The man had filed an appeal after he was jailed for three years by the court of Magistrate­s in 2014, having been found guilty of defiling the child, aged just 11 at the time, and inducing her to engage in sexually explicit acts.

The accused had protested his innocence, claiming that he would occasional­ly play cards with his niece, but only in his mother’s kitchen and upon the girl’s insistence.

The appeal was primarily over the fact that the man’s conviction had been based solely on the child’s testimony, despite ‘serious doubts’ having been expressed about it. The court of Magistrate­s had inexplicab­ly sidelined the accused’s account of events as well as that of other defence witnesses, he had argued.

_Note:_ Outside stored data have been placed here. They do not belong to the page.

//! Tic-tac-toe where illegal moves are unrepresentable.
//!
//! A [`Game`] is an immutable snapshot holding its board and a map of
//! legal moves. Each entry maps an open [`Position`] to a [`LegalMove`]
//! that produces the next game. There is no "apply move" function that
//! can fail: if a position is not a key of [`Game::legal_moves`], there
//! is nothing to call.
//!
//! # Example
//!
//! ```
//! use tic_tac_types::{Game, Player, Position};
//!
//! let game = Game::new(Player::O);
//! assert_eq!(game.legal_moves().len(), 9);
//!
//! let top_left: Position = "top-left".parse().unwrap();
//! let next = game.legal_moves().play(top_left).unwrap();
//! assert!(!next.legal_moves().contains(top_left));
//! assert_eq!(next.to_move(), Some(Player::X));
//! ```

#![warn(missing_docs)]
#![forbid(unsafe_code)]

// Private module declarations
mod board;
mod error;
mod game;
mod moves;
mod outcome;
mod render;
mod tree;
mod types;

pub mod invariants;
pub mod rules;

// Crate-level exports - Value types
pub use types::{Cell, Column, Mark, Player, Position, Row};

// Crate-level exports - Board and rendering
pub use board::Board;
pub use render::render;

// Crate-level exports - Game state
pub use game::Game;
pub use moves::{LegalMove, LegalMoves, legal_moves_for};
pub use outcome::Outcome;

// Crate-level exports - Analysis
pub use tree::{GameTreeStats, explore};

// Crate-level exports - Errors
pub use error::{BoardError, ParseError};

The court of appeal heard how the girl had, at the time of the two alleged incidents, been in the midst of her parents’ separation at the time. She had told her parents that she wished to move in with her father, instead of with her mother and mother’s new partner.

It had been the mother who filed the criminal complaint against the uncle of her own accord, without even informing the father. She had then allegedly confiscate­d the girl’s mobile phone at the start of proceeding­s to prevent communicat­ion with the father until she and other maternal relatives had testified.

The court observed that whilst testifying via video conference, the minor had come across as uncertain when she was asked about what item of clothing had been removed during an incident, allegedly during a game of cards in a bedroom inside the paternal grandparen­ts’ home.

The girl had replied that she had forgotten, before bursting into tears and saying that she didn’t want her uncle to go to prison.

After the alleged abuse, the girl had sent her uncle a friend request on Facebook, repeatedly asking to be reunited with her father’s side of the family.

In December 2017, after the appeal had been heard and the case adjourned for judgment, the victim, who by then had turned 18, had filed an applicatio­n requesting leave to testify again and asking the court to apply any punishment below the prescribed minimum.

Then, in February this year, the girl had filed a note, withdrawin­g her criminal complaint and renouncing to all the charges.

The Court of Criminal Appeal, presided over by judge Antonio Mizzi, noted that both the alleged victim and her mother had said they had forgiven the accused when in front of the Magistrate­s’ Court.

Highlighti­ng the fact that a criminal complaint could be withdrawn right up to the moment before final judgment is delivered, the court thereby overturned the conviction.

A ban on the publicatio­n of all names involved was also ordered by the judge.

Lawyers Franco Debono and Marion Camilleri were defence counsel.